**Work task:** Every line in the records below with the string "RuleSet" is to be copied out.
Given records section start
//! 置換ルールモジュール
//!
//! クレンジング済みの名称に対して、定義順にルールを評価し
//! 最初に一致したルールの置換先を返す。ルールは類似度照合より優先される。

use crate::error::{Error, Result};
use regex::{Regex, RegexBuilder};
use std::str::FromStr;

/// ルールの種類
#[derive(Debug, Clone, Copy, PartialEq, Eq)]
pub enum RuleKind {
    /// 完全一致
    Equals,
    /// 正規表現（大文字小文字を区別しない部分検索）
    Regex,
    /// 前方一致
    StartsWith,
    /// 部分一致
    Contains,
}

impl FromStr for RuleKind {
    type Err = Error;

    fn from_str(s: &str) -> Result<Self> {
        match s.trim().to_lowercase().as_str() {
            "equals" => Ok(RuleKind::Equals),
            "regex" => Ok(RuleKind::Regex),
            "startswith" => Ok(RuleKind::StartsWith),
            "contains" => Ok(RuleKind::Contains),
            _ => Err(Error::InvalidRuleKind(s.to_string())),
        }
    }
}

impl std::fmt::Display for RuleKind {
    fn fmt(&self, f: &mut std::fmt::Formatter<'_>) -> std::fmt::Result {
        match self {
            RuleKind::Equals => write!(f, "equals"),
            RuleKind::Regex => write!(f, "regex"),
            RuleKind::StartsWith => write!(f, "startswith"),
            RuleKind::Contains => write!(f, "contains"),
        }
    }
}

/// 置換ルール定義
#[derive(Debug, Clone, PartialEq, Eq)]
pub struct Rule {
    pub kind: RuleKind,
    pub pattern: String,
    pub replacement: String,
}

impl Rule {
    pub fn new(kind: RuleKind, pattern: impl Into<String>, replacement: impl Into<String>) -> Self {
        Self {
            kind,
            pattern: pattern.into(),
            replacement: replacement.into(),
        }
    }

    /// 文字列の種類名から作成（設定ファイル読み込み用）
    pub fn parse(
        kind: &str,
        pattern: impl Into<String>,
        replacement: impl Into<String>,
    ) -> Result<Self> {
        Ok(Self::new(kind.parse()?, pattern, replacement))
    }
}

/// 判定部分
#[derive(Debug, Clone)]
enum Condition {
    Equals(String),
    Regex(Regex),
    StartsWith(String),
    Contains(String),
}

impl Condition {
    fn holds(&self, cleansed: &str) -> bool {
        match self {
            Condition::Equals(pattern) => cleansed == pattern,
            Condition::Regex(re) => re.is_match(cleansed),
            Condition::StartsWith(pattern) => cleansed.starts_with(pattern.as_str()),
            Condition::Contains(pattern) => cleansed.contains(pattern.as_str()),
        }
    }
}

#[derive(Debug, Clone)]
struct CompiledRule {
    condition: Condition,
    replacement: String,
}

/// コンパイル済みルール集合
///
/// 正規表現は作成時に一度だけコンパイルされる。
#[derive(Debug, Clone, Default)]
pub struct RuleSet {
    rules: Vec<CompiledRule>,
}

impl RuleSet {
    /// ルール定義をコンパイルする
    ///
    /// 文字列パターン（equals/startswith/contains）はクレンジング済みの
    /// 名称と比較するため小文字化して保持する。
    pub fn compile(rules: &[Rule]) -> Result<Self> {
        let mut compiled = Vec::with_capacity(rules.len());

        for rule in rules {
            let condition = match rule.kind {
                RuleKind::Equals => Condition::Equals(rule.pattern.to_lowercase()),
                RuleKind::StartsWith => Condition::StartsWith(rule.pattern.to_lowercase()),
                RuleKind::Contains => Condition::Contains(rule.pattern.to_lowercase()),
                RuleKind::Regex => {
                    let re = RegexBuilder::new(&rule.pattern)
                        .case_insensitive(true)
                        .build()
                        .map_err(|source| Error::InvalidPattern {
                            pattern: rule.pattern.clone(),
                            source,
                        })?;
                    Condition::Regex(re)
                }
            };

            compiled.push(CompiledRule {
                condition,
                replacement: rule.replacement.clone(),
            });
        }

        Ok(Self { rules: compiled })
    }

    pub fn len(&self) -> usize {
        self.rules.len()
    }

    pub fn is_empty(&self) -> bool {
        self.rules.is_empty()
    }

    /// 最初に一致したルールの置換先を返す
    pub fn apply(&self, cleansed: &str) -> Option<&str> {
        self.rules
            .iter()
            .find(|rule| rule.condition.holds(cleansed))
            .map(|rule| rule.replacement.as_str())
    }
}

/// ルールを順に評価する（単発呼び出し用）
pub fn apply_rules(cleansed: &str, rules: &[Rule]) -> Result<Option<String>> {
    let set = RuleSet::compile(rules)?;
    Ok(set.apply(cleansed).map(|s| s.to_string()))
}

#[cfg(test)]
mod tests {
    use super::*;

    fn sample_rules() -> Vec<Rule> {
        vec![
            Rule::new(RuleKind::StartsWith, "alstom", "Alstom"),
            Rule::new(RuleKind::Regex, r"h(?:ue|ü)bner", "Hubner"),
            Rule::new(RuleKind::Equals, "db", "Deutsche Bahn"),
            Rule::new(RuleKind::Contains, "bremse", "Knorr Bremse"),
        ]
    }

    #[test]
    fn test_rule_kind_from_str() {
        assert_eq!("equals".parse::<RuleKind>().unwrap(), RuleKind::Equals);
        assert_eq!("Regex".parse::<RuleKind>().unwrap(), RuleKind::Regex);
        assert_eq!("STARTSWITH".parse::<RuleKind>().unwrap(), RuleKind::StartsWith);
        assert_eq!(" contains ".parse::<RuleKind>().unwrap(), RuleKind::Contains);
    }

    #[test]
    fn test_rule_kind_invalid() {
        let err = "endswith".parse::<RuleKind>().unwrap_err();
        assert!(matches!(err, Error::InvalidRuleKind(ref k) if k == "endswith"));

        let err = Rule::parse("fuzzy", "x", "y").unwrap_err();
        assert!(matches!(err, Error::InvalidRuleKind(_)));
    }

    #[test]
    fn test_rule_kind_display_round_trip() {
        for kind in [RuleKind::Equals, RuleKind::Regex, RuleKind::StartsWith, RuleKind::Contains] {
            assert_eq!(kind.to_string().parse::<RuleKind>().unwrap(), kind);
        }
    }

    #[test]
    fn test_apply_each_kind() {
        let rules = sample_rules();
        assert_eq!(apply_rules("alstom transport", &rules).unwrap(), Some("Alstom".to_string()));
        assert_eq!(apply_rules("huebner", &rules).unwrap(), Some("Hubner".to_string()));
        assert_eq!(apply_rules("db", &rules).unwrap(), Some("Deutsche Bahn".to_string()));
        assert_eq!(apply_rules("knorr bremse rail", &rules).unwrap(), Some("Knorr Bremse".to_string()));
    }

    #[test]
    fn test_equals_is_exact() {
        let rules = sample_rules();
        // "db schenker" は equals "db" に一致しない
        assert_eq!(apply_rules("db schenker", &rules).unwrap(), None);
    }

    #[test]
    fn test_startswith_requires_prefix() {
        let rules = vec![Rule::new(RuleKind::StartsWith, "alstom", "Alstom")];
        assert_eq!(apply_rules("new alstom", &rules).unwrap(), None);
    }

    #[test]
    fn test_regex_is_search_and_case_insensitive() {
        let rules = vec![Rule::new(RuleKind::Regex, "SCHENKER", "DB Schenker")];
        assert_eq!(
            apply_rules("db schenker logistics", &rules).unwrap(),
            Some("DB Schenker".to_string())
        );
    }

    #[test]
    fn test_literal_patterns_are_lowercased() {
        let rules = vec![Rule::new(RuleKind::Equals, "Huebner", "Hubner")];
        assert_eq!(apply_rules("huebner", &rules).unwrap(), Some("Hubner".to_string()));
    }

    #[test]
    fn test_first_match_wins() {
        let rules = vec![
            Rule::new(RuleKind::Contains, "bahn", "Erste"),
            Rule::new(RuleKind::Equals, "deutsche bahn", "Zweite"),
        ];
        assert_eq!(apply_rules("deutsche bahn", &rules).unwrap(), Some("Erste".to_string()));
    }

    #[test]
    fn test_no_match_returns_none() {
        assert_eq!(apply_rules("random corp", &sample_rules()).unwrap(), None);
        assert_eq!(apply_rules("anything", &[]).unwrap(), None);
    }

    #[test]
    fn test_invalid_pattern() {
        let rules = vec![Rule::new(RuleKind::Regex, "h(ue", "Hubner")];
        let err = apply_rules("huebner", &rules).unwrap_err();
        assert!(matches!(err, Error::InvalidPattern { ref pattern, .. } if pattern == "h(ue"));
    }

    #[test]
    fn test_invalid_pattern_fails_even_when_earlier_rule_matches() {
        // コンパイルは評価前に行うため、不正なルールは常に検出される
        let rules = vec![
            Rule::new(RuleKind::Equals, "alstom", "Alstom"),
            Rule::new(RuleKind::Regex, "[", "Broken"),
        ];
        assert!(RuleSet::compile(&rules).is_err());
    }

    #[test]
    fn test_rule_set_len() {
        let set = RuleSet::compile(&sample_rules()).unwrap();
        assert_eq!(set.len(), 4);
        assert!(!set.is_empty());
        assert!(RuleSet::default().is_empty());
    }
}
Given records section end
**Output for this exercise:**
pub struct RuleSet {
impl RuleSet {
    let set = RuleSet::compile(rules)?;
        assert!(RuleSet::compile(&rules).is_err());
        let set = RuleSet::compile(&sample_rules()).unwrap();
        assert!(RuleSet::default().is_empty());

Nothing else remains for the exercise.